The Second Summer of the Sisterhood by Ann Brashares.

Dec 20, 2015 15:55



Title: The Second Summer of the Sisterhood.
Author: Ann Brashares.
Genre: Fiction, romance, YA, teen.
Country: U.S.
Language: English.
Publication Date: April, 2003.
Summary: With a bit of last summer’s sand in the pockets, the Traveling Pants and the sisterhood who wears them - Lena, Tibby, Bridget, and Carmen - embark on their second summer apart. Lena's love from last year's trip to Greece, Kostas, visits America, but after he leaves and Lena returns to Greece, she is shocked to find out he is now married. Tibby's interest in film-making leas her to spend the summer taking a course at Williamston College, where she goes through a dilemma when she makes a hurtful movie about her formerly radical mother and jilts her close friend, Brian, who tries his hardest to get close to her. Bridget quits soccer and withdraws into herself since her failed romance of last summer, but upon discovering letters written to her and her brother by her maternal grandmother, Greta Randolph, following her mother's death, she journeys to Alabama to visit her, disguises her identity, and while finding out about her family, begins to slowly find herself again. Carmen is trying to foster a romance with a boy named Porter, but is hindered by the distraction of her mother's new relationship with David, a coworker, which seems to be getting serious.

My rating: 8/10


♥ The truth was, Carmen loved the idea of boys. She liked how they looked, how they smelled, how they laughed. She'd read enough magazines to know the rules and intricacies of dating. But when you got right down to it, having dinner with one was kind of like having dinner with a penguin. What were you supposed to talk about?

♥ Maybe it was just the sadness of time passing. Maybe it was a regular-life kind of heartache.

♥ It was a basic human desire to long for the people you loved to love each other.

♥ Carmen had her friends, and she counted on them, but she never forgot that they had real sisters and brothers. A deeply insecure part of Carmen reminded herself that if there were a fire, they'd have to save their brothers and sisters first. The person who would save Carmen in a fire was Christina, and vice versa. Carmen and her mother could pretend the world was large and varied, but they both knew it came down to the two of them.

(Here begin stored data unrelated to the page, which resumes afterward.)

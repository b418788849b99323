//! The shared session handle
//!
//! A `Session` is a reference-counted handle to one multiplexed
//! connection. The pool and any number of transactions share it; the
//! handle's own state (pool membership, closed flag, transport slot) uses
//! interior mutability so every holder observes closes immediately.

use std::sync::Mutex;
use std::sync::atomic::{AtomicBool, Ordering};
use tokio::io::{AsyncRead, AsyncWrite};
use tracing::debug;

use crate::error::SessionError;
use crate::types::{SessionId, SessionKey};

/// Bound for the transport a session carries. The connection layer passes
/// any already-connected byte stream; this crate never performs I/O on it.
pub trait SessionTransport: AsyncRead + AsyncWrite + Send + Unpin {}

impl<T: AsyncRead + AsyncWrite + Send + Unpin> SessionTransport for T {}

/// An owned, type-erased transport.
pub type BoxedTransport = Box<dyn SessionTransport>;

#[derive(Default)]
struct SessionState {
    transport: Option<BoxedTransport>,
    secure: bool,
    error: Option<SessionError>,
}

/// One pooled session.
///
/// Created only by the pool; obtained via [`SessionPool::get`] or
/// [`SessionPool::get_session_from_socket`].
///
/// [`SessionPool::get`]: crate::SessionPool::get
/// [`SessionPool::get_session_from_socket`]: crate::SessionPool::get_session_from_socket
pub struct Session {
    id: SessionId,
    key: SessionKey,
    in_pool: AtomicBool,
    closed: AtomicBool,
    state: Mutex<SessionState>,
}

impl Session {
    pub(crate) fn new(key: SessionKey) -> Self {
        Self {
            id: SessionId::new(),
            key,
            in_pool: AtomicBool::new(false),
            closed: AtomicBool::new(false),
            state: Mutex::new(SessionState::default()),
        }
    }

    /// Unique identifier of this session.
    #[must_use]
    pub const fn id(&self) -> SessionId {
        self.id
    }

    /// The (host, port, proxy) key this session serves.
    #[must_use]
    pub const fn key(&self) -> &SessionKey {
        &self.key
    }

    /// Whether the pool currently holds this session.
    #[must_use]
    pub fn is_in_pool(&self) -> bool {
        self.in_pool.load(Ordering::SeqCst)
    }

    pub(crate) fn set_in_pool(&self, in_pool: bool) {
        self.in_pool.store(in_pool, Ordering::SeqCst);
    }

    /// Whether the session has been closed.
    #[must_use]
    pub fn is_closed(&self) -> bool {
        self.closed.load(Ordering::SeqCst)
    }

    /// Whether a transport has been attached and is still held.
    #[must_use]
    pub fn is_initialized(&self) -> bool {
        self.lock_state().transport.is_some()
    }

    /// Whether the attached transport was secure.
    #[must_use]
    pub fn is_secure(&self) -> bool {
        self.lock_state().secure
    }

    /// The terminal error, once the session is closed or failed to
    /// initialize.
    #[must_use]
    pub fn error(&self) -> Option<SessionError> {
        self.lock_state().error.clone()
    }

    /// Attach an already-connected transport.
    ///
    /// `cert_error` forwards a certificate error the connection layer
    /// observed during the handshake; for a secure session it is recorded
    /// and returned, leaving the session partially initialized (the caller
    /// decides whether to remove it from the pool).
    pub(crate) fn initialize_with_socket(
        &self,
        transport: BoxedTransport,
        is_secure: bool,
        cert_error: Option<SessionError>,
    ) -> Result<(), SessionError> {
        let mut state = self.lock_state();
        state.transport = Some(transport);
        state.secure = is_secure;
        if is_secure && let Some(err) = cert_error {
            state.error = Some(err.clone());
            debug!("Session {} failed to initialize: {}", self.id, err);
            return Err(err);
        }
        debug!("Session {} initialized for {}", self.id, self.key);
        Ok(())
    }

    /// Close the session, dropping its transport and recording `error` as
    /// the terminal status. Idempotent; the first error wins.
    pub fn close_session_on_error(&self, error: SessionError) {
        if self.closed.swap(true, Ordering::SeqCst) {
            return;
        }
        let mut state = self.lock_state();
        state.transport = None;
        if state.error.is_none() {
            state.error = Some(error.clone());
        }
        debug!("Session {} for {} closed: {}", self.id, self.key, error);
    }

    fn lock_state(&self) -> std::sync::MutexGuard<'_, SessionState> {
        self.state
            .lock()
            .unwrap_or_else(std::sync::PoisonError::into_inner)
    }
}

impl std::fmt::Debug for Session {
    fn fmt(&self, f: &mut std::fmt::Formatter<'_>) -> std::fmt::Result {
        f.debug_struct("Session")
            .field("id", &self.id)
            .field("key", &self.key)
            .field("in_pool", &self.is_in_pool())
            .field("closed", &self.is_closed())
            .finish_non_exhaustive()
    }
}

#[cfg(test)]
mod tests {
    use super::*;
    use crate::types::{HostPort, ProxyServer};

    fn key() -> SessionKey {
        SessionKey::new(HostPort::new("www.example.com", 443), ProxyServer::direct())
    }

    fn transport() -> BoxedTransport {
        let (client, _server) = tokio::io::duplex(64);
        Box::new(client)
    }

    #[test]
    fn fresh_session_is_neither_pooled_nor_closed() {
        let session = Session::new(key());
        assert!(!session.is_in_pool());
        assert!(!session.is_closed());
        assert!(!session.is_initialized());
        assert!(session.error().is_none());
    }

    #[test]
    fn initialize_attaches_transport() {
        let session = Session::new(key());
        session
            .initialize_with_socket(transport(), true, None)
            .unwrap();
        assert!(session.is_initialized());
        assert!(session.is_secure());
        assert!(session.error().is_none());
    }

    #[test]
    fn initialize_with_cert_error_records_it() {
        let session = Session::new(key());
        let err = session
            .initialize_with_socket(
                transport(),
                true,
                Some(SessionError::CertificateError("expired".to_string())),
            )
            .unwrap_err();
        assert_eq!(err, SessionError::CertificateError("expired".to_string()));
        assert_eq!(session.error(), Some(err));
        // Partially initialized: the transport is still attached.
        assert!(session.is_initialized());
    }

    #[test]
    fn cert_error_is_ignored_for_insecure_sessions() {
        let session = Session::new(key());
        session
            .initialize_with_socket(
                transport(),
                false,
                Some(SessionError::CertificateError("expired".to_string())),
            )
            .unwrap();
        assert!(session.error().is_none());
    }

    #[test]
    fn close_drops_transport_and_keeps_first_error() {
        let session = Session::new(key());
        session
            .initialize_with_socket(transport(), false, None)
            .unwrap();

        session.close_session_on_error(SessionError::Aborted);
        assert!(session.is_closed());
        assert!(!session.is_initialized());
        assert_eq!(session.error(), Some(SessionError::Aborted));

        session.close_session_on_error(SessionError::ConnectionClosed);
        assert_eq!(session.error(), Some(SessionError::Aborted));
    }
}
//! Constants used throughout the reuse layer
//!
//! This module centralizes cache and pool caps so the limits are
//! documented in one place rather than scattered as magic numbers.

/// Authentication cache limits
pub mod auth {
    /// Maximum number of realm entries kept in one cache instance.
    ///
    /// The cap is cache-wide, not per-origin. When a new protection space
    /// would exceed it, the oldest entry (by insertion order) is evicted.
    pub const MAX_REALM_ENTRIES: usize = 10;

    /// Maximum number of known paths recorded per realm entry.
    ///
    /// Once an entry's path list is full, additional paths are simply not
    /// recorded; existing paths are never evicted to make room.
    pub const MAX_PATHS_PER_REALM_ENTRY: usize = 10;
}

/// Session pool limits
pub mod pool {
    /// Default cap on live sessions per (host, port, proxy) key.
    ///
    /// A cap of 1 means a destination's single existing session is always
    /// reused instead of opening another one.
    pub const DEFAULT_MAX_SESSIONS_PER_KEY: usize = 1;
}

♥ Carmen felt tears flooding her eyes. She wasn't ready to be vulnerable to her mother yet. Instead, she took her very full heart into the privacy of her room, where she could consider what was in it.

♥ How had Tibby let herself get so far away?Where has she been? Her whole life since Bailey had died now seemed to her like the distant wanderings of an amnesiac full of confusion and forgetting.

She reached out her arm and touched the cold stone with three of her fingertips.

Remind me, she needed to ask. I don't seem to know how to be.

Her ear was pressed to the ground along with her cheek. She listened.

♥ Before Tibby's wondering eyes, her mother instinctively put her hands on Tibby's sad face. Alice's eyes were full of worry that Tibby wasn't where she was supposed to be. Alice remembered that she loved Tibby before she remembered how mad she was at her.

♥ Carmen felt like crying as she watched Tibby walk out the door and across the parking lot. She knew a worse friend would have made her feel better.

♥ She had the perverse wish that the ugly consequences of her tirades would magically dissolve within a few hours. She wished her victims would just snap right back like cartoon characters after they got their heads flattened by a frying pan. Instead, the wreckage lived on, far longer than her anger.

♥ Sometimes you just had to face it. You had to march right into the ugly middle, Tibby told herself. Otherwise you ended up flat against the wall, creeping fearfully around the edge your whole life.

♥ "I want you to leave me alone, but not ignore me. I want you to miss me when I go away to college but not be sad. I want you to stay exactly the same but not be lonely or alone. I want to do the leaving, and not have you ever leave me. That's not really fair, is it?"

Christina shrugged. "You're the daughter. I'm the mother. It's not meant to be fair." She laughed. "I don't recall you changing any diapers."

Carmen laughed too.

"Oh, and one more thing." Carmen rolled back onto her side, facing her mom. "I want you to be happy."

♥ In that moment, Carmen understood how it was for mothers. Mrs.Morgan didn't taste it because she wanted to. She did it because she loved him. And for some reason, Carmen found this thought mysteriously comforting.

♥ Bridget wondered whether it came down to the claustrophobic choice between dying beautiful or living ugly.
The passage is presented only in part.